In contrast, ConStruct operates directly on discrete state-spaces and avoids this limitation. ConStruct adjusts a graph from the previous reverse step by inserting the property preserving newly proposed edges, which are typically very few, promoting the process smoothness. Although edges are chosen in random order in the default implementation, Section H.3 empirically shows that this approach is not inferior to methods that order edge insertion based on predicted likelihoods by the diffusion model.
W4: Theorem 1 provides useful guarantees about the proposed projector and helps understand the problem complexity. We agree that analyzing how often the projector retrieves the optimal graph is valuable; indeed, Theorem 2 shows that for the acyclicity constraint, the proposed projector always retrieves the optimal graph. Table 3 provides counter-examples demonstrating that this is not true for planarity, maximum degree, and lobster components. Since ConStruct generates new edges based on the diffusion model and not randomly, characterizing this subset to obtain more refined results (e.g., probabilistic bounds) for arbitrary properties is far from trivial. Finally, we believe that ConStruct is indeed well-suited for application as it shows significant performance improvements, high efficiency, and guaranteed property satisfaction.
W5: We did not initially consider SPECTRE as closely related because it is GAN-based and it addresses unconstrained generation by producing eigenvectors and eigenvalues of the Laplacian and generating graphs conditioned on these. We did not find steps handling constraints, apart from the auxiliary eigenvector refinement matrices construction (must belong to the special orthogonal group). We would be happy to discuss SPECTRE’s relevance if the reviewer clarifies why it is particularly pertinent.
W6: While ConStruct does not cover all PRODIGY constraints (e.g., molecular properties, see W7), it does handle a meaningful subset, including all of those tested on non-attributed datasets (edge count, triangle count, maximum degree). Crucially, ConStruct also handles combinatorial constraints (e.g., planarity, acyclicity), which PRODIGY cannot.
W7: ConStruct does not handle node feature-dependent constraints found in molecular generation. However, molecular generation is dominated by autoregressive models due to their ability to perform validity checks at each step with minimal overhead [1]. The possibility of node ordering in molecules (via canonical smiles) explains this success. In contrast, ConStruct is designed for settings where node ordering is not suitable, such as digital pathology, focusing on purely structural constraints. While integrating node-dependent constraints into ConStruct is an exciting prospect, we believe that our focus on structural constraints does not diminish our contribution in a fundamentally distinct setting, as highlighted by Reviewer FDH7 in W1.
Limitations: We appreciate the reviewer's suggestion and have elaborated on the specified points in the final manuscript (items 3 and 4 of global rebuttal).

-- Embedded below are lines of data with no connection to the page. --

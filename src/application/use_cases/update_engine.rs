// ============================================================
// UPDATE RESOLUTION ENGINE
// ============================================================
// Applies filtered spreadsheet rows as updates against the
// year-partitioned databases. The caller is a human reviewing an
// upload of potentially hundreds of cells, so the engine returns
// one outcome per (row, mapped column) and converts every failure
// into data instead of aborting the batch: a row whose year has no
// database fails alone, a column whose indicator is unknown fails
// alone, and an update that matches nothing is a logical failure
// with rows_updated = 0, not an error.

use std::collections::HashMap;

use chrono::NaiveDate;
use sqlx::PgPool;
use tracing::{error, info};

use crate::domain::outcome::UpdateOutcome;
use crate::domain::record::RowRecord;
use crate::domain::year::{to_display_value, to_registry_key};
use crate::infrastructure::db::YearRegistry;

/// Attribute coding signalling that the partitioned databases store
/// academic years in the compact "start-YY" form.
const COMPACT_YEAR_CODING: &str = "YY-ZZ";

/// The single statement shape this engine executes. Matching is by
/// indicator name and exact composite coding; a hit also marks the
/// instance valid and stamps the caller-supplied modification date.
const UPDATE_SQL: &str = "UPDATE indicator_instance \
     SET field = $1, valid = true, modified_date = $2 \
     WHERE indicator_name = $3 AND coding = $4";

/// Optional attribute dimension of an update request: the attribute's
/// stored coding (resolved once from the catalog) and the source
/// column holding its per-row value.
#[derive(Debug, Clone)]
pub struct AttributeSelector {
    pub coding: String,
    pub value_column: String,
}

/// Everything the caller supplies for one update request.
#[derive(Debug, Clone)]
pub struct UpdateSpec {
    pub process_id: i32,
    /// Source column -> indicator name.
    pub column_mapping: HashMap<String, String>,
    pub modified_date: NaiveDate,
    /// Column holding each row's academic year.
    pub year_column: String,
    pub attribute: Option<AttributeSelector>,
}

pub struct UpdateEngine<'a> {
    registry: &'a YearRegistry,
}

impl<'a> UpdateEngine<'a> {
    pub fn new(registry: &'a YearRegistry) -> Self {
        Self { registry }
    }

    /// Process every row strictly in order, one blocking round-trip
    /// per mapped column. Never returns early: the outcome list has
    /// one entry per (row, mapped column) pair.
    pub async fn apply(&self, spec: &UpdateSpec, rows: &[RowRecord]) -> Vec<UpdateOutcome> {
        let mut outcomes = Vec::new();

        for row in rows {
            let raw_year = row.get(&spec.year_column).cloned().unwrap_or_default();
            let year = to_registry_key(&raw_year);

            let Some(pool) = self.registry.resolve(&year) else {
                let reason = format!("No database connection for year {}", year);
                self.fail_whole_row(&mut outcomes, spec, row, &year, &reason);
                continue;
            };

            let Some(process_coding) = process_coding(pool, spec.process_id).await else {
                let reason = format!("Process not found for id: {}", spec.process_id);
                self.fail_whole_row(&mut outcomes, spec, row, &year, &reason);
                continue;
            };

            for (column, indicator_name) in &spec.column_mapping {
                outcomes.push(
                    self.apply_cell(pool, spec, row, &year, &process_coding, column, indicator_name)
                        .await,
                );
            }
        }

        info!(
            "Update batch finished: {} outcome(s), {} failed",
            outcomes.len(),
            outcomes.iter().filter(|o| !o.success).count()
        );
        outcomes
    }

    /// One failed outcome per mapped column; the row is abandoned.
    fn fail_whole_row(
        &self,
        outcomes: &mut Vec<UpdateOutcome>,
        spec: &UpdateSpec,
        row: &RowRecord,
        year: &str,
        reason: &str,
    ) {
        for (column, indicator_name) in &spec.column_mapping {
            outcomes.push(UpdateOutcome::failed(
                year,
                column,
                indicator_name,
                row.get(column).cloned(),
                reason,
            ));
        }
    }

    /// One mapped column of one row; faults stay inside this cell.
    async fn apply_cell(
        &self,
        pool: &PgPool,
        spec: &UpdateSpec,
        row: &RowRecord,
        year: &str,
        process_coding: &str,
        column: &str,
        indicator_name: &str,
    ) -> UpdateOutcome {
        let value = row.get(column).cloned();

        let Some(indicator_coding) = indicator_coding(pool, indicator_name).await else {
            return UpdateOutcome::failed(
                year,
                column,
                indicator_name,
                value,
                format!("Indicator not found: {}", indicator_name),
            );
        };

        let attribute_value = match &spec.attribute {
            None => None,
            Some(attr) => match row.get(&attr.value_column).map(|v| v.trim()) {
                Some(raw) if !raw.is_empty() => {
                    Some(attribute_display_value(raw, &attr.coding))
                }
                _ => {
                    return UpdateOutcome::failed(
                        year,
                        column,
                        indicator_name,
                        value,
                        format!("Attribute value empty in column: {}", attr.value_column),
                    );
                }
            },
        };

        // Recomputed fresh for every attempt, never cached across rows.
        let composite = composite_code(process_coding, &indicator_coding, attribute_value.as_deref());

        let result = sqlx::query(UPDATE_SQL)
            .bind(value.clone())
            .bind(spec.modified_date)
            .bind(indicator_name)
            .bind(&composite)
            .execute(pool)
            .await;

        execution_outcome(
            result.map(|done| done.rows_affected()),
            year,
            column,
            indicator_name,
            value,
            &composite,
        )
    }
}

/// Fold the statement result into an outcome. Zero affected rows is
/// a logical failure, not an error: the composite coding matched no
/// indicator instance. An execution fault becomes a failed record
/// carrying the driver's message; neither aborts the batch.
fn execution_outcome(
    result: std::result::Result<u64, sqlx::Error>,
    year: &str,
    column: &str,
    indicator_name: &str,
    value: Option<String>,
    composite: &str,
) -> UpdateOutcome {
    match result {
        Ok(rows) if rows > 0 => UpdateOutcome::applied(year, column, indicator_name, value, rows),
        Ok(_) => UpdateOutcome::failed(
            year,
            column,
            indicator_name,
            value,
            format!(
                "No rows updated: no indicator instance matched coding {}",
                composite
            ),
        ),
        Err(e) => {
            error!("Update failed for coding {}: {}", composite, e);
            UpdateOutcome::failed(year, column, indicator_name, value, e.to_string())
        }
    }
}

/// `process-indicator`, extended to `process-indicator[value]` when
/// an attribute value applies.
fn composite_code(process: &str, indicator: &str, attribute_value: Option<&str>) -> String {
    match attribute_value {
        Some(value) => format!("{}-{}[{}]", process, indicator, value),
        None => format!("{}-{}", process, indicator),
    }
}

/// Attribute values pass through verbatim unless the attribute's own
/// coding is the compact-year sentinel; only then is the raw value
/// rewritten to the "start-YY" display form. Other codings are never
/// converted even when the value looks like a year range.
fn attribute_display_value(raw: &str, attribute_coding: &str) -> String {
    if attribute_coding == COMPACT_YEAR_CODING {
        to_display_value(raw)
    } else {
        raw.to_string()
    }
}

/// Coding of the target process in the year database. Misses and
/// query faults both read as "not found"; the row reports it and the
/// batch moves on.
async fn process_coding(pool: &PgPool, process_id: i32) -> Option<String> {
    let result = sqlx::query_scalar::<_, String>("SELECT coding FROM process WHERE id = $1")
        .bind(process_id)
        .fetch_optional(pool)
        .await;

    match result {
        Ok(Some(coding)) if !coding.trim().is_empty() => Some(coding),
        Ok(_) => None,
        Err(e) => {
            error!("Failed to fetch process coding for id {}: {}", process_id, e);
            None
        }
    }
}

/// Coding of an indicator, looked up by name in the year database.
async fn indicator_coding(pool: &PgPool, indicator_name: &str) -> Option<String> {
    let result = sqlx::query_scalar::<_, String>(
        "SELECT coding FROM indicator WHERE indicator_name = $1",
    )
    .bind(indicator_name)
    .fetch_optional(pool)
    .await;

    match result {
        Ok(Some(coding)) if !coding.trim().is_empty() => Some(coding),
        Ok(_) => None,
        Err(e) => {
            error!(
                "Failed to fetch indicator coding for '{}': {}",
                indicator_name, e
            );
            None
        }
    }
}

#[cfg(test)]
mod tests {
    use super::*;

    fn row(pairs: &[(&str, &str)]) -> RowRecord {
        pairs
            .iter()
            .map(|(k, v)| (k.to_string(), v.to_string()))
            .collect()
    }

    fn spec(mapping: &[(&str, &str)]) -> UpdateSpec {
        UpdateSpec {
            process_id: 3,
            column_mapping: mapping
                .iter()
                .map(|(k, v)| (k.to_string(), v.to_string()))
                .collect(),
            modified_date: NaiveDate::from_ymd_opt(2022, 9, 12).unwrap(),
            year_column: "Año académico".to_string(),
            attribute: None,
        }
    }

    #[test]
    fn test_composite_code_shapes() {
        assert_eq!(composite_code("P3", "I7", None), "P3-I7");
        assert_eq!(composite_code("P3", "I7", Some("2021-22")), "P3-I7[2021-22]");
    }

    #[test]
    fn test_attribute_value_converted_only_for_the_sentinel_coding() {
        assert_eq!(attribute_display_value("2021-2022", "YY-ZZ"), "2021-22");
        // Non-sentinel codings pass year-shaped values through untouched.
        assert_eq!(attribute_display_value("2021-2022", "GRUPO"), "2021-2022");
        assert_eq!(attribute_display_value("mañana", "YY-ZZ"), "mañana");
    }

    #[test]
    fn test_affected_rows_report_success_with_the_count() {
        let outcome = execution_outcome(
            Ok(2),
            "2021_2022",
            "Nota",
            "nota media",
            Some("8.5".into()),
            "P3-I7",
        );
        assert!(outcome.success);
        assert_eq!(outcome.rows_updated, 2);
        assert!(outcome.error_message.is_none());
    }

    #[test]
    fn test_zero_affected_rows_is_a_logical_failure() {
        let outcome = execution_outcome(
            Ok(0),
            "2021_2022",
            "Nota",
            "nota media",
            Some("8.5".into()),
            "P3-I7",
        );
        assert!(!outcome.success);
        assert_eq!(outcome.rows_updated, 0);
        assert_eq!(
            outcome.error_message.as_deref(),
            Some("No rows updated: no indicator instance matched coding P3-I7")
        );
        assert_eq!(outcome.value.as_deref(), Some("8.5"));
    }

    #[test]
    fn test_execution_fault_becomes_a_failed_record() {
        let outcome = execution_outcome(
            Err(sqlx::Error::PoolTimedOut),
            "2021_2022",
            "Nota",
            "nota media",
            None,
            "P3-I7",
        );
        assert!(!outcome.success);
        assert_eq!(outcome.rows_updated, 0);
        assert_eq!(
            outcome.error_message,
            Some(sqlx::Error::PoolTimedOut.to_string())
        );
    }

    #[tokio::test]
    async fn test_unreachable_database_fails_the_rows_without_aborting() {
        let options = sqlx::postgres::PgConnectOptions::new()
            .host("127.0.0.1")
            .port(1)
            .database("indicators")
            .username("app");
        let pool = sqlx::postgres::PgPoolOptions::new()
            .max_connections(1)
            .acquire_timeout(std::time::Duration::from_millis(200))
            .connect_lazy_with(options);
        let registry = YearRegistry::from_pools(HashMap::from([("2021_2022".to_string(), pool)]));
        let engine = UpdateEngine::new(&registry);
        let spec = spec(&[("Nota", "nota media")]);

        let rows = vec![
            row(&[("Año académico", "2021-22"), ("Nota", "8.5")]),
            row(&[("Año académico", "2021-22"), ("Nota", "7.9")]),
        ];
        let outcomes = engine.apply(&spec, &rows).await;

        // The process lookup is the first statement to hit the pool;
        // its fault reads as not found and the batch moves on.
        assert_eq!(outcomes.len(), 2);
        assert!(outcomes.iter().all(|o| !o.success && o.rows_updated == 0));
        assert!(outcomes.iter().all(|o| o
            .error_message
            .as_deref()
            .unwrap()
            .starts_with("Process not found")));
    }

    #[tokio::test]
    async fn test_unconfigured_year_fails_per_column_and_continues() {
        let registry = YearRegistry::from_pools(HashMap::new());
        let engine = UpdateEngine::new(&registry);
        let spec = spec(&[("Nota", "nota media"), ("Aprobados", "tasa aprobados")]);

        let rows = vec![
            row(&[("Año académico", "2021-22"), ("Nota", "8.5"), ("Aprobados", "120")]),
            row(&[("Año académico", "2022-23"), ("Nota", "7.9"), ("Aprobados", "98")]),
            row(&[("Año académico", "2023-24"), ("Nota", "8.1"), ("Aprobados", "104")]),
        ];

        let outcomes = engine.apply(&spec, &rows).await;

        // One outcome per (row, mapped column); nothing aborts the batch.
        assert_eq!(outcomes.len(), 6);
        assert!(outcomes.iter().all(|o| !o.success && o.rows_updated == 0));
        assert!(outcomes
            .iter()
            .all(|o| o.error_message.as_deref().unwrap().starts_with("No database connection")));

        let first_row_years: Vec<_> = outcomes[..2]
            .iter()
            .map(|o| o.year.as_deref().unwrap())
            .collect();
        assert_eq!(first_row_years, vec!["2021_2022", "2021_2022"]);
        assert_eq!(outcomes[5].year.as_deref(), Some("2023_2024"));
    }

    #[tokio::test]
    async fn test_row_without_year_column_still_produces_outcomes() {
        let registry = YearRegistry::from_pools(HashMap::new());
        let engine = UpdateEngine::new(&registry);
        let spec = spec(&[("Nota", "nota media")]);

        let outcomes = engine.apply(&spec, &[row(&[("Nota", "8.5")])]).await;

        assert_eq!(outcomes.len(), 1);
        assert!(!outcomes[0].success);
        assert_eq!(outcomes[0].value.as_deref(), Some("8.5"));
    }
}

Overall, we believe we have addressed the limitations of our work adequately, a view also supported by Reviewer FDH7
Thanks for the rebuttal! However, I don't agree with the authors' views on certain topics and hope we can discuss and reach a conclusion.
Motivation: The major problem I have with this is that the structural constraint of the underlying graphs must be known beforehand. As noted, this helps in the case of synthetic graphs which are specifically formed of such a constraint and maybe some generalizations can happen for specific use-cases as identified by authors for pathology graphs and planarity. However, the major benefit of graph generation is that it can approximate a distribution just from data. What this paper proposes is to include an additional constraint that identifies the underlying distribution. This is good if the proposed method is motivated as a way to simulate synthetic NP-hard structural distributions, which takes time to generate otherwise. However, in the absence of such a clear motivation and an expectation to generalize to real-world graphs, it is not clear how the users would be able to identify structural constraints of arbitrary graph distributions before training.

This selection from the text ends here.